■ **What is expected**
Check each line of the records below and collect those holding "other".

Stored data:

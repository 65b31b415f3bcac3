use serde::{Deserialize, Serialize};

/// A discrete grid coordinate. Identity is by value.
#[derive(Copy, Clone, Eq, PartialEq, Hash, Debug, Ord, PartialOrd, Serialize, Deserialize)]
pub struct Cell {
    pub x: i32,
    pub y: i32,
}

impl Cell {
    pub const fn new(x: i32, y: i32) -> Self {
        Cell { x, y }
    }

    #[inline]
    pub fn offset(self, dx: i32, dy: i32) -> Self {
        Cell {
            x: self.x + dx,
            y: self.y + dy,
        }
    }

    /// Offset that stays on the `i32` grid, or `None` past its edge.
    #[inline]
    pub fn checked_offset(self, dx: i32, dy: i32) -> Option<Self> {
        Some(Cell {
            x: self.x.checked_add(dx)?,
            y: self.y.checked_add(dy)?,
        })
    }

    pub fn chebyshev_distance(self, other: Self) -> u32 {
        self.x.abs_diff(other.x).max(self.y.abs_diff(other.y))
    }

    pub fn manhattan_distance(self, other: Self) -> u32 {
        self.x.abs_diff(other.x).saturating_add(self.y.abs_diff(other.y))
    }
}

impl From<(i32, i32)> for Cell {
    fn from((x, y): (i32, i32)) -> Self {
        Cell { x, y }
    }
}

impl std::ops::Add<(i32, i32)> for Cell {
    type Output = Self;
    fn add(self, other: (i32, i32)) -> Self {
        self.offset(other.0, other.1)
    }
}

impl std::fmt::Display for Cell {
    fn fmt(&self, f: &mut std::fmt::Formatter<'_>) -> std::fmt::Result {
        write!(f, "({}, {})", self.x, self.y)
    }
}

#[cfg(test)]
mod tests {
    use super::*;

    #[test]
    fn offset_and_add_agree() {
        let c = Cell::new(3, -2);
        assert_eq!(c.offset(1, 4), Cell::new(4, 2));
        assert_eq!(c + (1, 4), c.offset(1, 4));
    }

    #[test]
    fn checked_offset_stops_at_grid_edge() {
        let edge = Cell::new(i32::MAX, i32::MIN);
        assert_eq!(edge.checked_offset(1, 0), None);
        assert_eq!(edge.checked_offset(0, -1), None);
        assert_eq!(edge.checked_offset(-1, 1), Some(Cell::new(i32::MAX - 1, i32::MIN + 1)));
    }

    #[test]
    fn distances_across_the_whole_grid() {
        let a = Cell::new(i32::MIN, 0);
        let b = Cell::new(i32::MAX, 1);
        assert_eq!(a.chebyshev_distance(b), u32::MAX);
        assert_eq!(a.manhattan_distance(b), u32::MAX);
    }

    #[test]
    fn distances() {
        let a = Cell::new(0, 0);
        let b = Cell::new(3, -5);
        assert_eq!(a.chebyshev_distance(b), 5);
        assert_eq!(a.manhattan_distance(b), 8);
        assert_eq!(b.chebyshev_distance(a), 5);
    }

    #[test]
    fn serializes_with_named_fields() {
        let json = serde_json::to_string(&Cell::new(1, 2)).unwrap();
        assert_eq!(json, r#"{"x":1,"y":2}"#);
    }
}
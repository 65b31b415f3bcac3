//! Error types for floor construction and placement requests.
//!
//! Failing to find a placement is not an error; allocation reports that as
//! `Ok(None)`. These variants cover malformed input rejected at the boundary.

use thiserror::Error;

#[derive(Error, Debug, Clone, PartialEq, Eq)]
pub enum PlacementError {
    #[error("floor must contain at least one cell")]
    EmptyFloor,

    #[error("footprint dimensions must be positive, got {width}x{height}")]
    ZeroFootprint { width: u32, height: u32 },

    #[error("footprint {width}x{height} does not fit the cell grid")]
    OversizedFootprint { width: u32, height: u32 },

    #[error("attempt budget must be positive")]
    ZeroAttempts,

    #[error("invalid placement config: {reason}")]
    InvalidConfig { reason: String },

    #[error("unexpected glyph '{glyph}' at line {line}, column {column}")]
    MalformedFloor {
        line: usize,
        column: usize,
        glyph: char,
    },
}

pub type PlacementResult<T> = Result<T, PlacementError>;
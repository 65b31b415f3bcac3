//! Grid adjacency over a fixed set of floor cells.

use crate::constants::*;
use crate::error::*;
use crate::location::*;
use fnv::FnvHashSet;
use itertools::Itertools;
use pathfinding::directed::bfs::bfs;

/// Immutable set of floor cells answering 4- and 8-connected adjacency
/// queries. Queries never yield a cell outside the floor set.
#[derive(Clone, Debug)]
pub struct SpatialGraph {
    cells: FnvHashSet<Cell>,
}

impl SpatialGraph {
    pub fn new<I>(cells: I) -> PlacementResult<Self>
    where
        I: IntoIterator<Item = Cell>,
    {
        let cells: FnvHashSet<Cell> = cells.into_iter().collect();
        if cells.is_empty() {
            return Err(PlacementError::EmptyFloor);
        }

        Ok(SpatialGraph { cells })
    }

    #[inline]
    pub fn contains(&self, cell: Cell) -> bool {
        self.cells.contains(&cell)
    }

    pub fn len(&self) -> usize {
        self.cells.len()
    }

    pub fn is_empty(&self) -> bool {
        self.cells.is_empty()
    }

    pub fn cells(&self) -> impl Iterator<Item = Cell> + '_ {
        self.cells.iter().copied()
    }

    /// Orthogonal neighbors of `cell` that are floor. `cell` itself does not
    /// need to be floor.
    pub fn neighbors4(&self, cell: Cell) -> impl Iterator<Item = Cell> + '_ {
        NEIGHBORS_4
            .iter()
            .filter_map(move |&(dx, dy)| cell.checked_offset(dx, dy))
            .filter(move |n| self.cells.contains(n))
    }

    /// Orthogonal and diagonal neighbors of `cell` that are floor.
    pub fn neighbors8(&self, cell: Cell) -> impl Iterator<Item = Cell> + '_ {
        NEIGHBORS_8
            .iter()
            .filter_map(move |&(dx, dy)| cell.checked_offset(dx, dy))
            .filter(move |n| self.cells.contains(n))
    }

    /// Inclusive bounding corners (min, max) of the floor.
    pub fn bounds(&self) -> (Cell, Cell) {
        let (min_x, max_x) = self
            .cells
            .iter()
            .map(|c| c.x)
            .minmax()
            .into_option()
            .unwrap_or((0, 0));
        let (min_y, max_y) = self
            .cells
            .iter()
            .map(|c| c.y)
            .minmax()
            .into_option()
            .unwrap_or((0, 0));

        (Cell::new(min_x, min_y), Cell::new(max_x, max_y))
    }

    /// Shortest 4-connected route from `from` to `to`, both ends included.
    /// Returns `None` if either end is not floor or no route exists.
    pub fn shortest_path(&self, from: Cell, to: Cell) -> Option<Vec<Cell>> {
        if !self.contains(from) || !self.contains(to) {
            return None;
        }

        bfs(&from, |c| self.neighbors4(*c).collect::<Vec<_>>(), |c| *c == to)
    }
}

#[cfg(test)]
mod tests {
    use super::*;
    use proptest::prelude::*;

    fn grid(width: i32, height: i32) -> SpatialGraph {
        let cells = (0..width).flat_map(|x| (0..height).map(move |y| Cell::new(x, y)));
        SpatialGraph::new(cells).unwrap()
    }

    #[test]
    fn empty_floor_is_rejected() {
        let err = SpatialGraph::new(Vec::<Cell>::new()).unwrap_err();
        assert_eq!(err, PlacementError::EmptyFloor);
    }

    #[test]
    fn duplicates_collapse() {
        let g =
            SpatialGraph::new(vec![Cell::new(0, 0), Cell::new(0, 0), Cell::new(1, 0)]).unwrap();
        assert_eq!(g.len(), 2);
    }

    #[test]
    fn interior_cell_has_full_neighborhood() {
        let g = grid(3, 3);
        assert_eq!(g.neighbors4(Cell::new(1, 1)).count(), 4);
        assert_eq!(g.neighbors8(Cell::new(1, 1)).count(), 8);
    }

    #[test]
    fn corner_neighbors() {
        let g = grid(3, 3);
        let n4: FnvHashSet<Cell> = g.neighbors4(Cell::new(0, 0)).collect();
        assert_eq!(n4.len(), 2);
        assert!(n4.contains(&Cell::new(1, 0)));
        assert!(n4.contains(&Cell::new(0, 1)));
        assert_eq!(g.neighbors8(Cell::new(0, 0)).count(), 3);
    }

    #[test]
    fn query_cell_need_not_be_floor() {
        let g = grid(3, 1);
        let n4: Vec<Cell> = g.neighbors4(Cell::new(1, 1)).collect();
        assert_eq!(n4, vec![Cell::new(1, 0)]);
        assert_eq!(g.neighbors8(Cell::new(1, 1)).count(), 3);
    }

    #[test]
    fn neighbors_at_grid_edge() {
        let corner = Cell::new(i32::MAX, i32::MIN);
        let g = SpatialGraph::new(vec![
            Cell::new(i32::MAX, 0),
            corner,
            Cell::new(i32::MAX - 1, i32::MIN),
            Cell::new(i32::MAX - 1, i32::MIN + 1),
        ])
        .unwrap();

        assert_eq!(g.neighbors4(Cell::new(i32::MAX, 0)).count(), 0);
        assert_eq!(g.neighbors4(corner).count(), 1);
        assert_eq!(g.neighbors8(corner).count(), 2);
    }

    #[test]
    fn bounds_cover_floor() {
        let g =
            SpatialGraph::new(vec![Cell::new(-2, 5), Cell::new(4, 1), Cell::new(0, 3)]).unwrap();
        assert_eq!(g.bounds(), (Cell::new(-2, 1), Cell::new(4, 5)));
    }

    #[test]
    fn shortest_path_walks_around_walls() {
        // ...
        // ##.
        // ...
        let g = SpatialGraph::new(vec![
            Cell::new(0, 0),
            Cell::new(1, 0),
            Cell::new(2, 0),
            Cell::new(2, 1),
            Cell::new(0, 2),
            Cell::new(1, 2),
            Cell::new(2, 2),
        ])
        .unwrap();

        let path = g.shortest_path(Cell::new(0, 0), Cell::new(0, 2)).unwrap();
        assert_eq!(path.len(), 7);
        assert_eq!(path.first(), Some(&Cell::new(0, 0)));
        assert_eq!(path.last(), Some(&Cell::new(0, 2)));
        assert!(path.windows(2).all(|w| w[0].manhattan_distance(w[1]) == 1));
    }

    #[test]
    fn shortest_path_requires_floor_endpoints() {
        let g = grid(2, 2);
        assert!(g.shortest_path(Cell::new(0, 0), Cell::new(5, 5)).is_none());
        assert_eq!(
            g.shortest_path(Cell::new(0, 0), Cell::new(0, 0)),
            Some(vec![Cell::new(0, 0)])
        );
    }

    proptest! {
        #[test]
        fn neighbors4_subset_of_neighbors8_and_floor(
            cells in proptest::collection::vec((0i32..8, 0i32..8), 1..40),
            qx in -1i32..9,
            qy in -1i32..9,
        ) {
            let g = SpatialGraph::new(cells.into_iter().map(Cell::from)).unwrap();
            let q = Cell::new(qx, qy);
            let n8: FnvHashSet<Cell> = g.neighbors8(q).collect();

            for n in g.neighbors4(q) {
                prop_assert!(n8.contains(&n));
            }
            for n in &n8 {
                prop_assert!(g.contains(*n));
                prop_assert_eq!(n.chebyshev_distance(q), 1);
            }
        }
    }
}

■ **Task output**
    pub fn chebyshev_distance(self, other: Self) -> u32 {
        self.x.abs_diff(other.x).max(self.y.abs_diff(other.y))
    pub fn manhattan_distance(self, other: Self) -> u32 {
        self.x.abs_diff(other.x).saturating_add(self.y.abs_diff(other.y))
    fn add(self, other: (i32, i32)) -> Self {
        self.offset(other.0, other.1)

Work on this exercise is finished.